» EXERCISE DIRECTIONS:
Give back every record exactly as it reads.

(Stored items)
[Start of Attachment]
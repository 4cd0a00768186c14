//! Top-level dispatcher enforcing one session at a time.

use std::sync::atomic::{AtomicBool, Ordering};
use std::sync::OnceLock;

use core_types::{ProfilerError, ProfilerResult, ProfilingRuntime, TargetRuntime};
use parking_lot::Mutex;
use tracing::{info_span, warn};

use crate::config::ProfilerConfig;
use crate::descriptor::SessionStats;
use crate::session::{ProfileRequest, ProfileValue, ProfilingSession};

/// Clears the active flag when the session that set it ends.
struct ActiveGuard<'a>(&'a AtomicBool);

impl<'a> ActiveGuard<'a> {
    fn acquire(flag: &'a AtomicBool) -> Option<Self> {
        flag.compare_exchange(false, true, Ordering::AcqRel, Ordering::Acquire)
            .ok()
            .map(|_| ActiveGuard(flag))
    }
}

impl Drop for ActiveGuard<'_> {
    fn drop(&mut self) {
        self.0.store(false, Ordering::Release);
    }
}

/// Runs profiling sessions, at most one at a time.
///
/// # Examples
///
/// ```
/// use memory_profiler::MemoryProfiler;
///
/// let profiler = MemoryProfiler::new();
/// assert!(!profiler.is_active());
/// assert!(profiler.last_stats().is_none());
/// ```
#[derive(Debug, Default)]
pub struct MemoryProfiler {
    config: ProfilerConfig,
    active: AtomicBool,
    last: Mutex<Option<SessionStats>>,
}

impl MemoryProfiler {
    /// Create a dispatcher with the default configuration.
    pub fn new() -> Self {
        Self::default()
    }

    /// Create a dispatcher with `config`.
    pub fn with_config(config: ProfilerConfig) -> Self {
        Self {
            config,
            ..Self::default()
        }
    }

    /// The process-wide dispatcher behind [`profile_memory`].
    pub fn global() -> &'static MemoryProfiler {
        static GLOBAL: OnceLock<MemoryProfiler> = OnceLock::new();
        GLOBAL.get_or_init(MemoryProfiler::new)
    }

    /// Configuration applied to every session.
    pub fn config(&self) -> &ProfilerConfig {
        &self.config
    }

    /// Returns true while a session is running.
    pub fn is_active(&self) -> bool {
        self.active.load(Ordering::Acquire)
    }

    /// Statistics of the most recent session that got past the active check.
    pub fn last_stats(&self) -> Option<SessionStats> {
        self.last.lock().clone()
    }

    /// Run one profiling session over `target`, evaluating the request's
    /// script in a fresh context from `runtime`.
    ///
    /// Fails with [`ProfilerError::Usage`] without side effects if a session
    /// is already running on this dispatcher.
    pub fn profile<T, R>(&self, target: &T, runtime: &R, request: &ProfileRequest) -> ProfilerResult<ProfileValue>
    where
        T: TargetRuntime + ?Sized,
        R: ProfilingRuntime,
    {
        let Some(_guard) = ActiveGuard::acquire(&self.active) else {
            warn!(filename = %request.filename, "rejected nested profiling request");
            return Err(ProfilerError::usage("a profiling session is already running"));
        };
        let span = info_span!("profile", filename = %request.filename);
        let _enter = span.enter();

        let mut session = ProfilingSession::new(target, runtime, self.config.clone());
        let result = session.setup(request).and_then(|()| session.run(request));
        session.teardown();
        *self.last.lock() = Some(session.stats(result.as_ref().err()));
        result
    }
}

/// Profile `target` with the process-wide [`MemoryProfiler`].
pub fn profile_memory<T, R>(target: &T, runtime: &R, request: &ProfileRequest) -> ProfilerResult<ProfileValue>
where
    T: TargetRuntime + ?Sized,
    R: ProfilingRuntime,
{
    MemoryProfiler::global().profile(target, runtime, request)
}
[End of Attachment]
» SOLUTION:
repository 4cd0a00768186c14
//! Top-level dispatcher enforcing one session at a time.

use std::sync::atomic::{AtomicBool, Ordering};
use std::sync::OnceLock;

use core_types::{ProfilerError, ProfilerResult, ProfilingRuntime, TargetRuntime};
use parking_lot::Mutex;
use tracing::{info_span, warn};

use crate::config::ProfilerConfig;
use crate::descriptor::SessionStats;
use crate::session::{ProfileRequest, ProfileValue, ProfilingSession};

/// Clears the active flag when the session that set it ends.
struct ActiveGuard<'a>(&'a AtomicBool);

impl<'a> ActiveGuard<'a> {
    fn acquire(flag: &'a AtomicBool) -> Option<Self> {
        flag.compare_exchange(false, true, Ordering::AcqRel, Ordering::Acquire)
            .ok()
            .map(|_| ActiveGuard(flag))
    }
}

impl Drop for ActiveGuard<'_> {
    fn drop(&mut self) {
        self.0.store(false, Ordering::Release);
    }
}

/// Runs profiling sessions, at most one at a time.
///
/// # Examples
///
/// ```
/// use memory_profiler::MemoryProfiler;
///
/// let profiler = MemoryProfiler::new();
/// assert!(!profiler.is_active());
/// assert!(profiler.last_stats().is_none());
/// ```
#[derive(Debug, Default)]
pub struct MemoryProfiler {
    config: ProfilerConfig,
    active: AtomicBool,
    last: Mutex<Option<SessionStats>>,
}

impl MemoryProfiler {
    /// Create a dispatcher with the default configuration.
    pub fn new() -> Self {
        Self::default()
    }

    /// Create a dispatcher with `config`.
    pub fn with_config(config: ProfilerConfig) -> Self {
        Self {
            config,
            ..Self::default()
        }
    }

    /// The process-wide dispatcher behind [`profile_memory`].
    pub fn global() -> &'static MemoryProfiler {
        static GLOBAL: OnceLock<MemoryProfiler> = OnceLock::new();
        GLOBAL.get_or_init(MemoryProfiler::new)
    }

    /// Configuration applied to every session.
    pub fn config(&self) -> &ProfilerConfig {
        &self.config
    }

    /// Returns true while a session is running.
    pub fn is_active(&self) -> bool {
        self.active.load(Ordering::Acquire)
    }

    /// Statistics of the most recent session that got past the active check.
    pub fn last_stats(&self) -> Option<SessionStats> {
        self.last.lock().clone()
    }

    /// Run one profiling session over `target`, evaluating the request's
    /// script in a fresh context from `runtime`.
    ///
    /// Fails with [`ProfilerError::Usage`] without side effects if a session
    /// is already running on this dispatcher.
    pub fn profile<T, R>(&self, target: &T, runtime: &R, request: &ProfileRequest) -> ProfilerResult<ProfileValue>
    where
        T: TargetRuntime + ?Sized,
        R: ProfilingRuntime,
    {
        let Some(_guard) = ActiveGuard::acquire(&self.active) else {
            warn!(filename = %request.filename, "rejected nested profiling request");
            return Err(ProfilerError::usage("a profiling session is already running"));
        };
        let span = info_span!("profile", filename = %request.filename);
        let _enter = span.enter();

        let mut session = ProfilingSession::new(target, runtime, self.config.clone());
        let result = session.setup(request).and_then(|()| session.run(request));
        session.teardown();
        *self.last.lock() = Some(session.stats(result.as_ref().err()));
        result
    }
}

/// Profile `target` with the process-wide [`MemoryProfiler`].
pub fn profile_memory<T, R>(target: &T, runtime: &R, request: &ProfileRequest) -> ProfilerResult<ProfileValue>
where
    T: TargetRuntime + ?Sized,
    R: ProfilingRuntime,
{
    MemoryProfiler::global().profile(target, runtime, request)
}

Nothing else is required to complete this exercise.